# STEROIDS FORUM > ANABOLIC STEROIDS - QUESTIONS & ANSWERS > EDUCATIONAL THREADS >  Guys that want to gain 25+lbs per cycle.

## HawaiianPride.

This will come in handy to all the 20,000 kids we get on a day to day basis looking to juice up when they are clearly not ready and are completely uneducated on the correct usage of Anabolic Steroids .

Enjoy the read, and use these tools to help better yourselves in the now, and in the future for your sake.




*"Here’s some info for guys who want to gain 20-25lbs on a cycle.*


Everyone wants to know how to gain high poundages on a cycle. We’ve all got a “friend” in a gym somewhere that gained 25lbs on his last cycle and we want to do the same. We ask ourselves…What is his secret? Is the juice he’s taking that good? Is it a good diet in conjunction with the test.. is that what is responsible? Well, here’s the answer.. NO, his particular anabolic compound of choice be it Sustanon , Winstrol , Dbol , Tren , etc… isn’t so great that whoever takes one of those compounds will grow.. nor is his diet so “on” that he will gain more than us.

Here’s the truth.. and some of you won’t like it.. Some of you may even get pissed off.. The reason these guys grow so much on their cycles is because they shouldn’t even be using steroids to begin with… And that’s the truth… That may sound a bit confusing.. yes? Well allow me to elaborate…

You take a 20 yr old male. He has been lifting on and off for six months or so… He’s about 6 foot tall maybe a little shorter.. 5’10” or so.. He weighs about 165lbs.. He’s got a little bit of definition.. nothing big.. when his shirt is off people can tell he’s been working out.. He decides one day that he wants to take steroids, He sees the really big guys in the gym and he wants to be like them right now.. he doesn’t want to wait any longer.. in his mind six months has been long enough.. So he gets on the internet.. he finds a message board similar to this one.. he reads a little .. finds a hook up.. and decides to run 250mg of test and 300mg of deca for two months and ends up weighing around 185 or 190.. All of his friends are amazed.. he’s amazed He’s put on some size.. he looks like a weight lifter.. he doesn’t look like someone who could compete.. but he looks like he’s finally arrived on the Body building scene… His closest friends are so impressed that they want to run the exact same cycle .. He tells them exactly what he did.. how he ate etc… Now, a few months go by.. all of a sudden the kid is back to around 165 maybe 170.. He thinks.. “Oh man.. I’ve got to get back on cycle.. I need those drugs to be big.. if I don’t.. I just can’t grow… Steroids require that I stay on all the time to maintain the kind of size that I want”… I guess that’s what he has to do; huh; stay on all the time?

Now, here’s the reason he gained 25lbs on his cycle.. He was so far from his genetic potential that once the anabolic compounds were introduced into his system he grew like a weed.. His body didn’t need to struggle to put on that mass, because it was quite capable of adding that much mass naturally.. The steroids just sped it up..

it is for lack of a better or more accurate word.. a short cut to get to where he could have gotten natural anyway. His inevitable weight loss after coming off his "super" cycle wasn’t from the lack of steroids.. it was from a lack of a proper foundation.. a Lack of proper training skills, and a lack of muscular maturation…

Here’s the deal.. guys who need steroids aren’t the guys who are growing 25+lbs per cycle.. they are gaining 10lbs and hopefully keeping 5-8.. They are struggling to even do that.. I’ll tell you from personal experience.. I am 30 yrs old 6’2” .. I am 284lbs currently.. I am 17% BF (I’m a power lifter/strongman.. so I keep a little extra fat on me)…If I wanted to keep the same body fat % I have now and weigh 300lbs.. I would have to run a very long cycle. or in all honesty it will take me two full cycles to get to 3 bills..

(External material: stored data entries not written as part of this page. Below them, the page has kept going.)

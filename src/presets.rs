use crate::error::{Error, Result};
use crate::grid::GridSize;
use crate::settings::{ModelChoice, SweepSettings};
use crate::sweep::DensitySchedule;
use serde::{Deserialize, Serialize};
use std::fs;
use std::path::{Path, PathBuf};

#[derive(Debug, Clone, PartialEq, Serialize, Deserialize)]
pub struct Preset {
    pub name: String,
    /// One line shown by `--list-presets`
    pub description: String,
    pub settings: SweepSettings,
}

impl Preset {
    pub fn new(name: &str, description: &str, settings: SweepSettings) -> Self {
        Self {
            name: name.to_string(),
            description: description.to_string(),
            settings,
        }
    }
}

/// Grid sizes compared by the size studies
const STUDY_SIZES: [usize; 5] = [10, 50, 100, 200, 400];

/// Turn a preset name into a safe file stem
fn file_stem_for(name: &str) -> String {
    name.chars()
        .map(|c| match c {
            'a'..='z' | 'A'..='Z' | '0'..='9' | '-' | '_' => c,
            _ => '_',
        })
        .collect()
}

fn read_preset(path: &Path) -> Result<Preset> {
    let content = fs::read_to_string(path)?;
    Ok(serde_json::from_str(&content)?)
}

/// Sweep presets: the fixed studies plus any the user saved as JSON
pub struct PresetManager {
    pub built_in: Vec<Preset>,
    pub saved: Vec<Preset>,
    dir: Option<PathBuf>,
}

impl Default for PresetManager {
    fn default() -> Self {
        Self::new()
    }
}

impl PresetManager {
    pub fn new() -> Self {
        let dir = dirs::config_dir().map(|p| p.join("percolation-sim").join("presets"));
        Self::with_dir(dir)
    }

    /// Manager reading saved presets from `dir` instead of the config directory
    pub fn with_dir(dir: Option<PathBuf>) -> Self {
        let saved = dir.as_deref().map(Self::scan).unwrap_or_default();
        Self {
            built_in: built_in_presets(),
            saved,
            dir,
        }
    }

    /// Every readable preset file in `dir`. Unreadable files are logged and skipped.
    fn scan(dir: &Path) -> Vec<Preset> {
        let Ok(entries) = fs::read_dir(dir) else {
            return Vec::new();
        };
        let mut found = Vec::new();
        for path in entries.flatten().map(|e| e.path()) {
            if path.extension().and_then(|e| e.to_str()) != Some("json") {
                continue;
            }
            match read_preset(&path) {
                Ok(preset) => found.push(preset),
                Err(e) => log::warn!("Skipping preset {}: {}", path.display(), e),
            }
        }
        found.sort_by(|a, b| a.name.cmp(&b.name));
        found
    }

    fn path_for(&self, name: &str) -> Result<PathBuf> {
        match &self.dir {
            Some(dir) => Ok(dir.join(format!("{}.json", file_stem_for(name)))),
            None => Err(Error::Preset("no config directory for saved presets".into())),
        }
    }

    /// Write `preset` to disk, replacing a saved preset of the same name
    pub fn save_preset(&mut self, preset: Preset) -> Result<()> {
        if self.built_in.iter().any(|p| p.name.eq_ignore_ascii_case(&preset.name)) {
            return Err(Error::Preset(format!(
                "'{}' is a built-in preset name",
                preset.name
            )));
        }

        let path = self.path_for(&preset.name)?;
        if let Some(dir) = path.parent() {
            fs::create_dir_all(dir)?;
        }
        fs::write(&path, serde_json::to_string_pretty(&preset)?)?;

        self.saved.retain(|p| p.name != preset.name);
        self.saved.push(preset);
        Ok(())
    }

    pub fn delete_preset(&mut self, name: &str) -> Result<()> {
        let path = self.path_for(name)?;
        let before = self.saved.len();
        self.saved.retain(|p| p.name != name);
        if path.exists() {
            fs::remove_file(&path)?;
        } else if before == self.saved.len() {
            return Err(Error::Preset(format!("no saved preset named '{name}'")));
        }
        Ok(())
    }

    pub fn iter(&self) -> impl Iterator<Item = &Preset> {
        self.built_in.iter().chain(&self.saved)
    }

    /// Case-insensitive lookup, built-in presets first
    pub fn find(&self, name: &str) -> Option<&Preset> {
        self.iter().find(|p| p.name.eq_ignore_ascii_case(name))
    }

    pub fn names(&self) -> Vec<&str> {
        self.iter().map(|p| p.name.as_str()).collect()
    }
}

fn built_in_presets() -> Vec<Preset> {
    let study_sizes: Vec<GridSize> = STUDY_SIZES.iter().map(|&n| GridSize::square(n)).collect();

    vec![
        // Single density, many realisations on a small grid
        Preset::new(
            "droplet-single",
            "1000 droplets on a 12x12 grid at rock density 0.40",
            SweepSettings {
                sizes: vec![GridSize::square(12)],
                replications: vec![1000],
                ..SweepSettings::default()
            }
            .with_schedule(DensitySchedule::single(0.4)),
        ),
        Preset::new(
            "droplet-graphing",
            "Droplet reach counts on 100x100 for 10 to 10000 realisations",
            SweepSettings {
                sizes: vec![GridSize::square(100)],
                replications: vec![10, 100, 1000, 10000],
                density_step: 0.01,
                ..SweepSettings::default()
            },
        ),
        Preset::new(
            "droplet-sizes",
            "Droplet reach probability across grid sizes",
            SweepSettings {
                sizes: study_sizes.clone(),
                replications: vec![100],
                density_step: 0.01,
                ..SweepSettings::default()
            },
        ),
        // Fire sweeps start one step below full mud coverage
        Preset::new(
            "fire-graphing",
            "Animated fire spread on 10x10 at every tenth of mud density",
            SweepSettings {
                model: ModelChoice::Fire,
                sizes: vec![GridSize::square(10)],
                replications: vec![10, 100],
                density_start: 0.9,
                density_step: 0.1,
                animate: true,
                frame_delay_ms: 80,
                ..SweepSettings::default()
            },
        ),
        Preset::new(
            "fire-sizes",
            "Fire edge-reach probability across grid sizes",
            SweepSettings {
                model: ModelChoice::Fire,
                sizes: study_sizes,
                replications: vec![100],
                density_start: 0.99,
                density_step: 0.01,
                ..SweepSettings::default()
            },
        ),
        Preset::new(
            "forest-fire",
            "Stochastic ignition on a 10x10 forest with 20% mud",
            SweepSettings {
                model: ModelChoice::Fire,
                ignition_probability: Some(0.1),
                sizes: vec![GridSize::square(10)],
                replications: vec![15],
                animate: true,
                ..SweepSettings::default()
            }
            .with_schedule(DensitySchedule::single(0.2)),
        ),
    ]
}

An average cycle for me is about 750mg Test, 450mg Deca, 300mg EQ and Some Dbol in the front and at the end… Those are some fairly heavy dosages...Why don’t I gain 25lbs per cycle?

Because No matter how much gear I take.. no matter how much I eat.. my body is so far beyond it’s genetic potential that I simply can’t add that kind of radical mass anymore..

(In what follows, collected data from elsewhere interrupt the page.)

//! Repeated independent trials at a fixed density.
//!
//! Every trial draws a fresh grid from its own `ChaCha8Rng`, seeded from the
//! runner's base seed and the trial index. Results therefore depend only on
//! the seed, never on the order trials happen to run in.

use crate::droplet::{run_droplet, DropletOutcome};
use crate::fire::{run_fire, FireOutcome, FireRule};
use crate::grid::{Cell, Grid, GridSize};
use crate::observer::SnapshotObserver;
use rand::SeedableRng;
use rand_chacha::ChaCha8Rng;
use serde::{Deserialize, Serialize};

/// Which process a trial simulates
#[derive(Debug, Clone, Copy, PartialEq, Default, Serialize, Deserialize)]
pub enum ModelKind {
    #[default]
    Droplet,
    Fire(FireRule),
}

impl ModelKind {
    pub fn name(&self) -> &str {
        match self {
            ModelKind::Droplet => "Droplet",
            ModelKind::Fire(rule) if rule.ignition_probability.is_some() => "Fire (stochastic)",
            ModelKind::Fire(_) => "Fire",
        }
    }

    pub fn is_droplet(&self) -> bool {
        matches!(self, ModelKind::Droplet)
    }
}

/// Result of a single trial
#[derive(Debug, Clone, Copy, PartialEq, Eq)]
pub struct TrialOutcome {
    pub reached_boundary: bool,
    /// Final depth for the droplet model, ignition count for the fire model
    pub extent: usize,
}

impl From<DropletOutcome> for TrialOutcome {
    fn from(outcome: DropletOutcome) -> Self {
        Self {
            reached_boundary: outcome.reached_boundary(),
            extent: outcome.depth,
        }
    }
}

impl From<FireOutcome> for TrialOutcome {
    fn from(outcome: FireOutcome) -> Self {
        Self {
            reached_boundary: outcome.reached_boundary,
            extent: outcome.ignitions,
        }
    }
}

/// Aggregate counts over a batch of trials
#[derive(Debug, Clone, Copy, PartialEq, Eq, Default)]
pub struct TrialSummary {
    pub trials: u32,
    pub boundary_reach_count: u32,
    /// Sum of final depths (droplet model only)
    pub total_depth: u64,
    /// Sum of ignition counts (fire model only)
    pub total_ignitions: u64,
}

impl TrialSummary {
    pub fn record(&mut self, model: &ModelKind, outcome: &TrialOutcome) {
        self.trials += 1;
        if outcome.reached_boundary {
            self.boundary_reach_count += 1;
        }
        match model {
            ModelKind::Droplet => self.total_depth += outcome.extent as u64,
            ModelKind::Fire(_) => self.total_ignitions += outcome.extent as u64,
        }
    }

    /// Combine two partial summaries of the same model and density
    #[cfg(test)]
    pub fn merge(self, other: TrialSummary) -> TrialSummary {
        TrialSummary {
            trials: self.trials + other.trials,
            boundary_reach_count: self.boundary_reach_count + other.boundary_reach_count,
            total_depth: self.total_depth + other.total_depth,
            total_ignitions: self.total_ignitions + other.total_ignitions,
        }
    }

    pub fn reach_probability(&self) -> f64 {
        if self.trials == 0 {
            0.0
        } else {
            self.boundary_reach_count as f64 / self.trials as f64
        }
    }
}

/// SplitMix64 finaliser, used to spread seeds for neighbouring indices
fn mix(mut z: u64) -> u64 {
    z = z.wrapping_add(0x9E37_79B9_7F4A_7C15);
    z = (z ^ (z >> 30)).wrapping_mul(0xBF58_476D_1CE4_E5B9);
    z = (z ^ (z >> 27)).wrapping_mul(0x94D0_49BB_1331_11EB);
    z ^ (z >> 31)
}

/// Derive an independent seed from a base seed and an index
pub fn derive_seed(base: u64, index: u64) -> u64 {
    mix(base ^ mix(index))
}

/// Generate a grid and run one trial of `model` on it
pub fn run_trial(
    model: &ModelKind,
    size: GridSize,
    density: f64,
    seed: u64,
    trial: u32,
    observer: &mut dyn SnapshotObserver,
) -> TrialOutcome {
    let mut rng = ChaCha8Rng::seed_from_u64(seed);
    let mut grid = Grid::generate(size.height, size.width, density, &mut rng);
    observer.trial_started(&grid, density, trial);

    let outcome: TrialOutcome = match model {
        ModelKind::Droplet => run_droplet(&mut grid, observer).into(),
        ModelKind::Fire(rule) => run_fire(&mut grid, *rule, &mut rng, observer).into(),
    };

    log::trace!(
        "trial {} at p={:.2}: reached={} extent={} active={}",
        trial,
        density,
        outcome.reached_boundary,
        outcome.extent,
        grid.count(Cell::Active)
    );
    observer.trial_finished(&grid, &outcome);
    outcome
}

/// Run `nrep` independent trials at one density
pub fn run_trials(
    model: &ModelKind,
    size: GridSize,
    density: f64,
    nrep: u32,
    base_seed: u64,
    observer: &mut dyn SnapshotObserver,
) -> TrialSummary {
    let mut summary = TrialSummary::default();
    for trial in 0..nrep {
        let seed = derive_seed(base_seed, trial as u64);
        let outcome = run_trial(model, size, density, seed, trial, observer);
        summary.record(model, &outcome);
    }
    summary
}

My body does a fairly good job of maintaining mass when I’m not on cycle.. but I do drop weight regardless.. and in truth, the only reason my body maintains it’s size as well as it does is because of Muscle maturation.. My body is used to carrying around that muscle.. it’s not a shock to my body to carry it around.. And I built a solid mass foundation naturally years ago.. I reached my genetic potential before I started using juice.. Lifting was a habit and a lifestyle for me because I played football from Junior high through College.

I’ve worked out in gyms all over the country.. and I have been doing so for the better part of a decade.. and I'll tell you, I have seen a lot of little guys blow up for a couple of months from a cycle only to deflate a couple of months later. It's the truth.. Muscle Maturation plays a huge key in keeping mass... that and proper training skills.. (and no hitting bench 3 days a week and squatting once every few months doesn't count)

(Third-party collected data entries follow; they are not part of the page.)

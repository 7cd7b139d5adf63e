use axum::Json;
use serde_json::{json, Value};

/// GET /health
/// Returns a simple status object with service version.
pub async fn health_handler() -> Json<Value> {
    Json(json!({
        "status": "ok",
        "version": env!("CARGO_PKG_VERSION"),
        "service": "uplift-api"
    }))
}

So in truth, when you hear about some guy who gained 25-30lbs off of a cycle.. Please keep in mind that he is probably some impatient tiny punk that could have easily gained the same amount of muscle had he just been a little more patient.. If he had just been focused on learning how to train.. focused on how to eat…

This is a lifestyle.. there are no short cuts if you want to be the real deal.... There will never be a fly by nighter even win the smallest amateur comp in booney freaking Iowa if he hasn't been serious for years...

It's important that you guys learn that Juice may seem like the best short cut in the beginning... but whenever you add that much mass that quickly from gear.. Your body isn’t going to be ready for it.. it will literally fight you to keep it.. the sudden size and strength will stress the ligaments, tendons, bones and central nervous system and Your body will do everything that it can to shed those rapid muscle gains.. Decent muscle mass is only kept through time and hard work (cough.. cough.. it's a cliché.. but it's still true).. and it's important that your gains aren't so fast that the body can't adjust healthfully to it’s new weight gain..

I've been on the boards for years.. and I'll tell you, 80% of the people on these boards are wannabes and posers.. they are guys who won’t even be working out six months from now.. They are impatient and are looking for the shortcut.. they may even get a few short term results.. but in the long run they will come out behind everyone else (and when I say long run.. i mean less than a year or two)

These kind of guys will never be anything more than a hobbyist.. and in truth...that is probably the case in every other aspect of their lives as well, not just weight lifting..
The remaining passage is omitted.